Another alternative would be to require specifying the location for all variables, if the location is specified for any variable.

Also we could at a later point allow compile time evaluated expressions in the specifier, i.e.:

storage{slot: keccak256("some_key")} uint256 some_key;

Although we'd need to consider that one could construct those to specifically collide with some mapping key, so this would be dangerous.

Although that's also true for choosing some specific value for slot: that happens to be the location of some mapping element.
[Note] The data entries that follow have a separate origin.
use bytes::Bytes;
use parking_lot::RwLock;
use serde::de::DeserializeOwned;
use serde::Serialize;

use crate::error::{DecodeError, DecodeResult, EncodeResult};
use crate::registry::{Codec, CodecRegistry};
use crate::value::{CustomValue, Value};

/// Wire field holding a custom value's type tag.
pub const CLASS_TAG: &str = "$class";

/// Wire field holding a custom value's fields container.
pub const PROPS_TAG: &str = "$props";

/// Converts values to and from opaque payloads.
pub trait Framer: Send + Sync {
    fn encode(&self, value: &Value) -> EncodeResult<Bytes>;
    fn decode(&self, payload: &[u8]) -> DecodeResult<Value>;
}

/// JSON payload encoding with tagged custom values.
///
/// A registered custom value is written as
/// `{"$class": <tag>, "$props": <fields>}`. Objects carrying an unknown tag
/// decode as plain objects.
#[derive(Debug, Default)]
pub struct JsonFramer {
    registry: RwLock<CodecRegistry>,
}

impl JsonFramer {
    pub fn new() -> Self {
        Self::default()
    }

    pub fn with_registry(registry: CodecRegistry) -> Self {
        Self {
            registry: RwLock::new(registry),
        }
    }

    /// Register an explicit codec.
    pub fn register<T: CustomValue>(&self, codec: Codec<T>) -> &Self {
        self.registry.write().register(codec);
        self
    }

    /// Register the serde field-copy codec for `T`.
    pub fn register_type<T>(&self, name: impl Into<String>) -> &Self
    where
        T: CustomValue + Serialize + DeserializeOwned,
    {
        self.registry.write().register_serde::<T>(name);
        self
    }

    /// Registered type tags, sorted.
    pub fn registered(&self) -> Vec<String> {
        self.registry
            .read()
            .names()
            .into_iter()
            .map(str::to_string)
            .collect()
    }

    fn to_wire(registry: &CodecRegistry, value: &Value) -> EncodeResult<serde_json::Value> {
        Ok(match value {
            Value::Array(items) => serde_json::Value::Array(
                items
                    .iter()
                    .map(|item| Self::to_wire(registry, item))
                    .collect::<EncodeResult<_>>()?,
            ),
            Value::Object(map) => serde_json::Value::Object(
                map.iter()
                    .map(|(k, v)| Ok((k.clone(), Self::to_wire(registry, v)?)))
                    .collect::<EncodeResult<_>>()?,
            ),
            Value::Custom(custom) => {
                let (name, fields) = registry.encode_custom(custom)?;
                let mut wrapper = serde_json::Map::new();
                wrapper.insert(CLASS_TAG.to_string(), serde_json::Value::String(name));
                wrapper.insert(PROPS_TAG.to_string(), Self::to_wire(registry, &fields)?);
                serde_json::Value::Object(wrapper)
            }
            scalar => scalar.to_json()?,
        })
    }

    fn from_wire(registry: &CodecRegistry, json: serde_json::Value) -> DecodeResult<Value> {
        match json {
            serde_json::Value::Array(items) => Ok(Value::Array(
                items
                    .into_iter()
                    .map(|item| Self::from_wire(registry, item))
                    .collect::<DecodeResult<_>>()?,
            )),
            serde_json::Value::Object(mut map) => {
                let tag = match map.get(CLASS_TAG) {
                    Some(serde_json::Value::String(tag)) if registry.contains(tag) => {
                        Some(tag.clone())
                    }
                    _ => None,
                };
                if let Some(tag) = tag {
                    let props = map.remove(PROPS_TAG).ok_or_else(|| DecodeError::Codec {
                        name: tag.clone(),
                        message: format!("missing {PROPS_TAG}"),
                    })?;
                    let fields = Self::from_wire(registry, props)?;
                    if let Some(decoded) = registry.decode_tagged(&tag, fields) {
                        return decoded;
                    }
                }
                Ok(Value::Object(
                    map.into_iter()
                        .map(|(k, v)| Ok((k, Self::from_wire(registry, v)?)))
                        .collect::<DecodeResult<_>>()?,
                ))
            }
            scalar => Ok(Value::from_json(scalar)),
        }
    }
}

impl Framer for JsonFramer {
    fn encode(&self, value: &Value) -> EncodeResult<Bytes> {
        let wire = Self::to_wire(&self.registry.read(), value)?;
        Ok(Bytes::from(serde_json::to_vec(&wire)?))
    }

    fn decode(&self, payload: &[u8]) -> DecodeResult<Value> {
        let wire: serde_json::Value = serde_json::from_slice(payload)?;
        Self::from_wire(&self.registry.read(), wire)
    }
}
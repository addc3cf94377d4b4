use clap::{Args, ValueEnum};
use tracing::level_filters::LevelFilter;

#[derive(Copy, Clone, Debug, PartialEq, Eq, ValueEnum)]
pub enum LogFormat {
    Text,
    Json,
}

#[derive(Copy, Clone, Debug, PartialEq, Eq, PartialOrd, Ord, ValueEnum)]
pub enum LogLevel {
    Error,
    Warn,
    Info,
    Debug,
    Trace,
}

impl From<LogLevel> for LevelFilter {
    fn from(level: LogLevel) -> Self {
        match level {
            LogLevel::Error => LevelFilter::ERROR,
            LogLevel::Warn => LevelFilter::WARN,
            LogLevel::Info => LevelFilter::INFO,
            LogLevel::Debug => LevelFilter::DEBUG,
            LogLevel::Trace => LevelFilter::TRACE,
        }
    }
}

/// Diagnostics flags shared by every subcommand. Logs go to stderr; stdout
/// carries only command output.
#[derive(Args, Debug, Clone)]
pub struct LogArgs {
    /// Log output format.
    #[arg(long, value_name = "FORMAT", default_value = "text", global = true)]
    pub log_format: LogFormat,

    /// Minimum log level. Overrides `-v`.
    #[arg(long, value_name = "LEVEL", env = "WIRERPC_LOG", global = true)]
    pub log_level: Option<LogLevel>,

    /// Raise verbosity: `-v` info, `-vv` debug, `-vvv` trace.
    #[arg(short, long, action = clap::ArgAction::Count, global = true)]
    pub verbose: u8,
}

impl LogArgs {
    pub fn level(&self) -> LogLevel {
        self.log_level.unwrap_or(match self.verbose {
            0 => LogLevel::Warn,
            1 => LogLevel::Info,
            2 => LogLevel::Debug,
            _ => LogLevel::Trace,
        })
    }

    /// Install the global subscriber. A second call is a no-op.
    pub fn init(&self) {
        let level = self.level();
        let builder = tracing_subscriber::fmt()
            .with_writer(std::io::stderr)
            .with_max_level(LevelFilter::from(level))
            .with_ansi(false)
            // Module paths only help once frame and peer chatter is visible.
            .with_target(level >= LogLevel::Debug);

        let _ = match self.log_format {
            LogFormat::Text => builder.try_init(),
            LogFormat::Json => builder.json().with_current_span(false).try_init(),
        };
    }
}
use clap::ValueEnum;

pub mod commands;

#[derive(Copy, Clone, Debug, Default, Eq, PartialEq, ValueEnum)]
pub enum OutputFormat {
    #[default]
    Pretty,
    Json,
    Table,
}

impl OutputFormat {
    pub fn as_str(&self) -> &'static str {
        match self {
            OutputFormat::Pretty => "pretty",
            OutputFormat::Json => "json",
            OutputFormat::Table => "table",
        }
    }
}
ekpyron avatar Jan 14 '20 10:01 ekpyron

Maybe we should gather some data about how this feature would be used. One use is avoiding clashes during upgrades, another is having more efficient use of storage by combining small variables in a certain way. I think just providing full flexibility all the time might not be the way to go as it is too easy to get wrong. So it could already be enough to only allow hashed locations and another way to specify which variables to combine (without specifying the offset exactly) or when to insert "start a new slot here".

chriseth avatar Jan 14 '20 14:01 chriseth

What can "go wrong"? Or in particular, what can go wrong that we can't easily detect at compile time? I'd argue that it makes more sense to provide a general solution and, if deemed necessary, restrict it to simple cases (as in restrict to some particular kinds of values for slot, etc. - e.g. restricting to only supporting "start a new slot here" would be to require slot to be the "current slot" plus one and require offset to be zero).

That way we can always extend the very same solution to support more cases, instead of needing breaking changes and new language features...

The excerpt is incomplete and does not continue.